The ESCM2 framework aims to decompose user behavior into a systematic sequence of events: exposure leading to a click, followed by conversion. This structured approach allows for the construction of surrogate learning tasks that help mitigate the issues of intrinsic estimation bias and false independence prior.
Key Innovations
ESCM2 introduces several key innovations:
- Counterfactual Risk Minimization: This technique adjusts the CVR estimates by considering what the outcomes would have been under different circumstances, thereby reducing intrinsic estimation bias.
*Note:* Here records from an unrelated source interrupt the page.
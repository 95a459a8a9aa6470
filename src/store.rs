//! Persistence of ingested series.
//!
//! The store is always an explicit handle passed by the caller. [`save_series`]
//! runs a whole batch inside [`SeriesStore::transaction`], so a failing batch
//! leaves nothing behind.

use chrono::{DateTime, Utc};
use derive_more::{Display, From, Into};
use getset::{CopyGetters, Getters};
use indexmap::{IndexMap, IndexSet};
use log::{debug, info, warn};
use serde::{Deserialize, Serialize};
use thiserror::Error;
use typed_builder::TypedBuilder;
use url::Url;

use crate::{
    language::LanguageCode,
    schema::{ArtworkKind, CardGroup},
};

#[derive(
    Clone, Copy, PartialEq, Eq, PartialOrd, Ord, Hash, Debug, Display, From, Into, Serialize, Deserialize,
)]
pub struct SeriesId(u32);
#[derive(
    Clone, Copy, PartialEq, Eq, PartialOrd, Ord, Hash, Debug, Display, From, Into, Serialize, Deserialize,
)]
pub struct CardId(u32);
#[derive(
    Clone, Copy, PartialEq, Eq, PartialOrd, Ord, Hash, Debug, Display, From, Into, Serialize, Deserialize,
)]
pub struct RarityId(u32);

#[derive(Debug, Error)]
pub enum StoreError {
    #[error("Series {code} ({language}) already exists")]
    SeriesConflict { code: String, language: LanguageCode },
    #[error("Series {0} does not exist")]
    UnknownSeries(SeriesId),
    #[error("Card {0} does not exist")]
    UnknownCard(CardId),
    #[error("Rarity {0} does not exist")]
    UnknownRarity(RarityId),
}

/// What the caller wants to store about the series itself.
#[derive(Clone, Debug, TypedBuilder, Getters, CopyGetters, Serialize, Deserialize)]
pub struct SeriesSubmission {
    #[builder(setter(into))]
    #[getset(get = "pub")]
    code: String,
    #[builder(setter(into))]
    #[getset(get = "pub")]
    name: String,
    #[builder(default)]
    #[getset(get = "pub")]
    source_url: Option<Url>,
    #[getset(get_copy = "pub")]
    language: LanguageCode,
    /// Number of entries (card × rarity) the batch was made of.
    #[getset(get_copy = "pub")]
    entry_count: usize,
}

#[derive(Clone, PartialEq, Eq, Debug, CopyGetters, Serialize, Deserialize)]
#[getset(get_copy = "pub")]
pub struct SaveReport {
    series: SeriesId,
    cards_created: usize,
    rarities_processed: usize,
    links_created: usize,
}

pub trait SeriesStore {
    fn find_series(&self, code: &str, language: LanguageCode) -> Option<SeriesId>;
    /// Fails with [`StoreError::SeriesConflict`] if `(code, language)` is taken.
    fn create_series(&mut self, submission: &SeriesSubmission) -> Result<SeriesId, StoreError>;
    fn upsert_rarity(&mut self, name: &str) -> RarityId;
    /// Returns the card for `(series, code, artwork)` and whether it was just created.
    fn upsert_card(
        &mut self,
        series: SeriesId,
        group: &CardGroup,
    ) -> Result<(CardId, bool), StoreError>;
    /// Returns whether a new link was created.
    fn link_rarity(&mut self, card: CardId, rarity: RarityId) -> Result<bool, StoreError>;
    /// Runs `f` so that either all of its writes persist or none do.
    fn transaction<T, F>(&mut self, f: F) -> Result<T, StoreError>
    where
        Self: Sized,
        F: FnOnce(&mut Self) -> Result<T, StoreError>;
}

/// Stores one batch of card groups as a new series.
pub fn save_series<S: SeriesStore>(
    store: &mut S,
    submission: &SeriesSubmission,
    groups: &[CardGroup],
) -> Result<SaveReport, StoreError> {
    store.transaction(|store| {
        let series = store.create_series(submission)?;
        info!(
            "Created series {series}: {} ({})",
            submission.name(),
            submission.language()
        );

        let rarity_names = groups
            .iter()
            .flat_map(|group| group.rarities())
            .collect::<IndexSet<_>>();
        let rarities = rarity_names
            .into_iter()
            .map(|name| (name, store.upsert_rarity(name)))
            .collect::<IndexMap<_, _>>();

        let mut cards_created = 0;
        let mut links_created = 0;
        for group in groups {
            let (card, created) = store.upsert_card(series, group)?;
            cards_created += usize::from(created);
            for rarity_name in group.rarities() {
                links_created += usize::from(store.link_rarity(card, rarities[rarity_name])?);
            }
        }
        info!(
            "Series {series}: {cards_created} cards, {} rarities, {links_created} links",
            rarities.len()
        );
        Ok(SaveReport {
            series,
            cards_created,
            rarities_processed: rarities.len(),
            links_created,
        })
    })
}

#[derive(Clone, PartialEq, Eq, Debug, Getters, CopyGetters, Serialize, Deserialize)]
pub struct SeriesRecord {
    #[getset(get_copy = "pub")]
    id: SeriesId,
    #[getset(get = "pub")]
    code: String,
    #[getset(get = "pub")]
    name: String,
    #[getset(get = "pub")]
    source_url: Option<Url>,
    #[getset(get_copy = "pub")]
    language: LanguageCode,
    #[getset(get_copy = "pub")]
    entry_count: usize,
    #[getset(get_copy = "pub")]
    added_at: DateTime<Utc>,
}

#[derive(Clone, PartialEq, Eq, Debug, Getters, CopyGetters, Serialize, Deserialize)]
pub struct RarityRecord {
    #[getset(get_copy = "pub")]
    id: RarityId,
    #[getset(get = "pub")]
    name: String,
    #[getset(get_copy = "pub")]
    sort_order: u32,
}

#[derive(Clone, PartialEq, Eq, Debug, Getters, CopyGetters, Serialize, Deserialize)]
pub struct CardRecord {
    #[getset(get_copy = "pub")]
    id: CardId,
    #[getset(get_copy = "pub")]
    series: SeriesId,
    #[getset(get = "pub")]
    code: String,
    /// Localized name if there is one, English otherwise.
    #[getset(get = "pub")]
    name: String,
    #[getset(get_copy = "pub")]
    artwork: ArtworkKind,
}

#[derive(Clone, PartialEq, Eq, Debug, Getters, CopyGetters, Serialize, Deserialize)]
pub struct CardRarityLink {
    #[getset(get_copy = "pub")]
    card: CardId,
    #[getset(get_copy = "pub")]
    rarity: RarityId,
    #[getset(get_copy = "pub")]
    owned: bool,
    #[getset(get = "pub")]
    condition: String,
}

/// A store that lives in memory and can be saved as JSON.
#[derive(Clone, Default, Debug, Getters, Serialize, Deserialize)]
#[getset(get = "pub")]
pub struct InMemoryStore {
    series: Vec<SeriesRecord>,
    rarities: Vec<RarityRecord>,
    cards: Vec<CardRecord>,
    links: Vec<CardRarityLink>,
}

fn next_id(len: usize) -> u32 {
    len as u32 + 1
}

impl InMemoryStore {
    pub fn cards_of(&self, series: SeriesId) -> impl Iterator<Item = &CardRecord> {
        self.cards.iter().filter(move |card| card.series == series)
    }

    pub fn rarities_of(&self, card: CardId) -> impl Iterator<Item = &RarityRecord> {
        self.links
            .iter()
            .filter(move |link| link.card == card)
            .filter_map(move |link| self.rarities.iter().find(|r| r.id == link.rarity))
    }
}

impl SeriesStore for InMemoryStore {
    fn find_series(&self, code: &str, language: LanguageCode) -> Option<SeriesId> {
        self.series
            .iter()
            .find(|series| series.code == code && series.language == language)
            .map(|series| series.id)
    }

    fn create_series(&mut self, submission: &SeriesSubmission) -> Result<SeriesId, StoreError> {
        if self
            .find_series(submission.code(), submission.language())
            .is_some()
        {
            return Err(StoreError::SeriesConflict {
                code: submission.code().clone(),
                language: submission.language(),
            });
        }
        let id = SeriesId(next_id(self.series.len()));
        self.series.push(SeriesRecord {
            id,
            code: submission.code().clone(),
            name: submission.name().clone(),
            source_url: submission.source_url().clone(),
            language: submission.language(),
            entry_count: submission.entry_count(),
            added_at: Utc::now(),
        });
        Ok(id)
    }

    fn upsert_rarity(&mut self, name: &str) -> RarityId {
        if let Some(rarity) = self.rarities.iter().find(|r| r.name == name) {
            return rarity.id;
        }
        let id = RarityId(next_id(self.rarities.len()));
        debug!("New rarity {id}: {name}");
        self.rarities.push(RarityRecord {
            id,
            name: name.to_owned(),
            sort_order: 0,
        });
        id
    }

    fn upsert_card(
        &mut self,
        series: SeriesId,
        group: &CardGroup,
    ) -> Result<(CardId, bool), StoreError> {
        if !self.series.iter().any(|s| s.id == series) {
            return Err(StoreError::UnknownSeries(series));
        }
        if let Some(card) = self.cards.iter().find(|card| {
            card.series == series && &card.code == group.code() && card.artwork == group.artwork()
        }) {
            warn!("Card {} ({}) is already stored", group.code(), group.artwork());
            return Ok((card.id, false));
        }
        let id = CardId(next_id(self.cards.len()));
        self.cards.push(CardRecord {
            id,
            series,
            code: group.code().clone(),
            name: group.display_name().to_owned(),
            artwork: group.artwork(),
        });
        Ok((id, true))
    }

    fn link_rarity(&mut self, card: CardId, rarity: RarityId) -> Result<bool, StoreError> {
        if !self.cards.iter().any(|c| c.id == card) {
            return Err(StoreError::UnknownCard(card));
        }
        if !self.rarities.iter().any(|r| r.id == rarity) {
            return Err(StoreError::UnknownRarity(rarity));
        }
        if self
            .links
            .iter()
            .any(|link| link.card == card && link.rarity == rarity)
        {
            return Ok(false);
        }
        self.links.push(CardRarityLink {
            card,
            rarity,
            owned: false,
            condition: "NM".to_owned(),
        });
        Ok(true)
    }

    fn transaction<T, F>(&mut self, f: F) -> Result<T, StoreError>
    where
        F: FnOnce(&mut Self) -> Result<T, StoreError>,
    {
        let snapshot = self.clone();
        let result = f(self);
        if result.is_err() {
            *self = snapshot;
        }
        result
    }
}

#[cfg(test)]
mod tests {
    use itertools::Itertools;

    use super::{save_series, InMemoryStore, SeriesStore, SeriesSubmission, StoreError};
    use crate::{
        aggregate::aggregate,
        language::LanguageCode,
        schema::{ArtworkKind, CardEntry, CardGroup},
    };

    fn groups() -> Vec<CardGroup> {
        let entry = |code: &str, artwork, rarity: &str| CardEntry {
            code: code.to_owned(),
            name_english: "Dark Magician".to_owned(),
            name_localized: if code.ends_with('2') {
                String::new()
            } else {
                "Magicien Sombre".to_owned()
            },
            rarity: rarity.to_owned(),
            card_type: "Normal Monster".to_owned(),
            artwork,
        };
        let entries = [
            entry("BLMM-FR001", ArtworkKind::None, "Secret Rare"),
            entry("BLMM-FR001", ArtworkKind::None, "Starlight Rare"),
            entry("BLMM-FR001", ArtworkKind::Alternative, "Secret Rare"),
            entry("BLMM-FR002", ArtworkKind::None, "Ultra Rare"),
        ];
        aggregate(&entries).into_values().collect()
    }

    fn submission(language: LanguageCode) -> SeriesSubmission {
        SeriesSubmission::builder()
            .code("BLMM")
            .name("Battles of Legend: Monster Mayhem")
            .language(language)
            .entry_count(4)
            .build()
    }

    #[test]
    fn test_save_series() {
        let mut store = InMemoryStore::default();
        let report = save_series(&mut store, &submission(LanguageCode::Fr), &groups()).unwrap();
        assert_eq!(report.cards_created(), 3);
        assert_eq!(report.rarities_processed(), 3);
        assert_eq!(report.links_created(), 4);

        assert_eq!(store.series().len(), 1);
        assert_eq!(store.series()[0].entry_count(), 4);
        let cards = store.cards_of(report.series()).collect_vec();
        assert_eq!(cards.len(), 3);
        assert_eq!(cards[0].name(), "Magicien Sombre");
        assert_eq!(cards[2].name(), "Dark Magician");
        assert_eq!(
            store
                .rarities_of(cards[0].id())
                .map(|r| r.name().as_str())
                .collect_vec(),
            ["Secret Rare", "Starlight Rare"]
        );
        assert!(store.links().iter().all(|l| !l.owned() && l.condition() == "NM"));
    }

    #[test]
    fn test_conflict_keeps_store_untouched() {
        let mut store = InMemoryStore::default();
        save_series(&mut store, &submission(LanguageCode::Fr), &groups()).unwrap();
        let err = save_series(&mut store, &submission(LanguageCode::Fr), &groups()).unwrap_err();
        assert!(matches!(
            err,
            StoreError::SeriesConflict { ref code, language: LanguageCode::Fr } if code == "BLMM"
        ));
        assert_eq!(store.series().len(), 1);
        assert_eq!(store.cards().len(), 3);
        assert_eq!(store.links().len(), 4);

        // Same series code in another language is a different series.
        save_series(&mut store, &submission(LanguageCode::En), &groups()).unwrap();
        assert_eq!(store.series().len(), 2);
        assert_eq!(store.rarities().len(), 3);
        assert_eq!(store.cards().len(), 6);
    }

    #[test]
    fn test_linking_is_idempotent() {
        let mut store = InMemoryStore::default();
        let series = store.create_series(&submission(LanguageCode::Fr)).unwrap();
        let groups = groups();
        let group = &groups[0];
        let rarity = store.upsert_rarity("Secret Rare");
        assert_eq!(store.upsert_rarity("Secret Rare"), rarity);

        let (card, created) = store.upsert_card(series, group).unwrap();
        assert!(created);
        let (again, created) = store.upsert_card(series, group).unwrap();
        assert_eq!(card, again);
        assert!(!created);

        assert!(store.link_rarity(card, rarity).unwrap());
        assert!(!store.link_rarity(card, rarity).unwrap());
        assert_eq!(store.links().len(), 1);
    }

    #[test]
    fn test_failed_transaction_rolls_back() {
        let mut store = InMemoryStore::default();
        let result: Result<(), _> = store.transaction(|store| {
            let series = store.create_series(&submission(LanguageCode::De))?;
            store.upsert_rarity("Common");
            let (card, _) = store.upsert_card(series, &groups()[0])?;
            store.link_rarity(card, 42.into())?;
            Ok(())
        });
        assert!(matches!(result, Err(StoreError::UnknownRarity(_))));
        assert!(store.series().is_empty());
        assert!(store.rarities().is_empty());
        assert!(store.cards().is_empty());
    }

    #[test]
    fn test_unknown_series() {
        let mut store = InMemoryStore::default();
        assert!(matches!(
            store.upsert_card(7.into(), &groups()[0]),
            Err(StoreError::UnknownSeries(_))
        ));
    }

    #[test]
    fn test_round_trips_through_json() {
        let mut store = InMemoryStore::default();
        save_series(&mut store, &submission(LanguageCode::Fr), &groups()).unwrap();
        let json = serde_json::to_string(&store).unwrap();
        let mut restored: InMemoryStore = serde_json::from_str(&json).unwrap();
        assert!(restored
            .find_series("BLMM", LanguageCode::Fr)
            .is_some());
        assert!(matches!(
            save_series(&mut restored, &submission(LanguageCode::Fr), &groups()),
            Err(StoreError::SeriesConflict { .. })
        ));
    }
}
- Interconnected Learning Tasks: By recognizing the causal relationships between clicks and conversions, ESCM2 ensures that the learning tasks are interrelated, addressing the false independence prior.
Experimental Results
Extensive experiments conducted on large-scale industrial recommendation datasets and an online industrial recommendation service demonstrate the effectiveness of the ESCM2 model. The results indicate a significant reduction in both intrinsic estimation bias and false independence prior, leading to a marked improvement in overall recommendation performance.
Conclusion
The Entire Space Counterfactual Multitask Model represents a promising advancement in CVR estimation for recommender systems. By addressing the fundamental challenges of data sparsity and sample selection bias, ESCM2 not only enhances the reliability of content recommendations but also paves the way for future research in this critical area of artificial intelligence.